**Collected data:**
>>>

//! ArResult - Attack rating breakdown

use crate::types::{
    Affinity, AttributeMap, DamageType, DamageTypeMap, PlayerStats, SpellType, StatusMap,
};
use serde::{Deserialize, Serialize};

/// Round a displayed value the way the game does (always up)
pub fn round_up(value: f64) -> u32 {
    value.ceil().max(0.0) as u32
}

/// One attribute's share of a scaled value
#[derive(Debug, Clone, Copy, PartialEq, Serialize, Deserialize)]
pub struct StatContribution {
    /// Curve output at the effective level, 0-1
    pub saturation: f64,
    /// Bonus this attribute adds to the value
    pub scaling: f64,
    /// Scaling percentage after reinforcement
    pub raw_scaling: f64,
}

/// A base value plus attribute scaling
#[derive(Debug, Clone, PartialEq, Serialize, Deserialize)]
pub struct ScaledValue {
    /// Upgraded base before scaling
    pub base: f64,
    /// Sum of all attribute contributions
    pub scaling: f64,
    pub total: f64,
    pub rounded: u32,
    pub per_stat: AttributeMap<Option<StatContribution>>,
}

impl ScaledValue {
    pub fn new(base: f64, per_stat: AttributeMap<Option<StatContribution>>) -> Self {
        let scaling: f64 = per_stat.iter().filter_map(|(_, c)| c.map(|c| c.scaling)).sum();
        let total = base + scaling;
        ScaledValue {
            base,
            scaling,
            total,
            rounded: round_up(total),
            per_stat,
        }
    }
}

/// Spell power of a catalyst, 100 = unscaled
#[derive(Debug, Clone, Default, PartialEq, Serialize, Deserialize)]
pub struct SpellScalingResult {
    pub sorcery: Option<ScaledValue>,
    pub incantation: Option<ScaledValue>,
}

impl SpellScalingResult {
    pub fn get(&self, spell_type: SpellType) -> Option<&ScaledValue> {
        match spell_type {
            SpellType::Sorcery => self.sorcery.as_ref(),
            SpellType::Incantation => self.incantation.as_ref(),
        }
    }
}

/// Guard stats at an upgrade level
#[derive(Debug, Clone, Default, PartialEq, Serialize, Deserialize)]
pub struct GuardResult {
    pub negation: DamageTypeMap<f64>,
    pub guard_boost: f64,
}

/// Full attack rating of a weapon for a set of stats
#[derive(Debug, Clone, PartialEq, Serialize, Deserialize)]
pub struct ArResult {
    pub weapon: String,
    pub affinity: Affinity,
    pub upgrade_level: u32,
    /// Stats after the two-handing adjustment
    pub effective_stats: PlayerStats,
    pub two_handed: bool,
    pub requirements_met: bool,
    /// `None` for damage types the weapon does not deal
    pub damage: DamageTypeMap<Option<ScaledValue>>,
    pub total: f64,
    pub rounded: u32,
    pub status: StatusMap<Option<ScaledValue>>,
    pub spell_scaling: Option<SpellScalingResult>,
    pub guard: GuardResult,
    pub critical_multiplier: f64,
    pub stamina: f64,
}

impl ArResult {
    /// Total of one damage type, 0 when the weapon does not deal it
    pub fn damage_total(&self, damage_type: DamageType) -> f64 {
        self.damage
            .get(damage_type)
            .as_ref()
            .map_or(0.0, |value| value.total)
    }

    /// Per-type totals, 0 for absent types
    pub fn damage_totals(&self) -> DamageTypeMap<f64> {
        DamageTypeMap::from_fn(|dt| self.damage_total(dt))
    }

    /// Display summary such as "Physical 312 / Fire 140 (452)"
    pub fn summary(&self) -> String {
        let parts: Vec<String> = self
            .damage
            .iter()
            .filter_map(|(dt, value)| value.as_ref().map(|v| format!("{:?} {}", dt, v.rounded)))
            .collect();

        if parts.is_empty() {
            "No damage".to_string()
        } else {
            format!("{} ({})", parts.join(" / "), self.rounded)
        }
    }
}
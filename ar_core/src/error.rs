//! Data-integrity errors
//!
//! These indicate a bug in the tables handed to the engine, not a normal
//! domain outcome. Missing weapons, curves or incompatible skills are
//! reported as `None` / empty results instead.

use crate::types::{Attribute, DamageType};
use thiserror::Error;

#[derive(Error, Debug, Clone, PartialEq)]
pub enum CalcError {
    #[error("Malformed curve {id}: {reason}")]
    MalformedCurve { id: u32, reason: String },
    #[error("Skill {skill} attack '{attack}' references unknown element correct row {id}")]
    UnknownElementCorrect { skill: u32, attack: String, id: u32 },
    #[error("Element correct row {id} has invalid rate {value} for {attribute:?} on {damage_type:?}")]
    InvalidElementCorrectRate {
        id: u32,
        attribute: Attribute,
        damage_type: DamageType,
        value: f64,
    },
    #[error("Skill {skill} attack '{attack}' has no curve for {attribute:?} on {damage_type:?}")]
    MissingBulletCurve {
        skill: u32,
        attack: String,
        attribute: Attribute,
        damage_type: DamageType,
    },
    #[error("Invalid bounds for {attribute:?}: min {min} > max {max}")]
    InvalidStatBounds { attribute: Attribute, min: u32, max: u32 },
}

<<<

**What to do:** Please return a copy of each line in the entries that has the string "Affinity".

**Exercise result:**
    Affinity, AttributeMap, DamageType, DamageTypeMap, PlayerStats, SpellType, StatusMap,
    pub affinity: Affinity,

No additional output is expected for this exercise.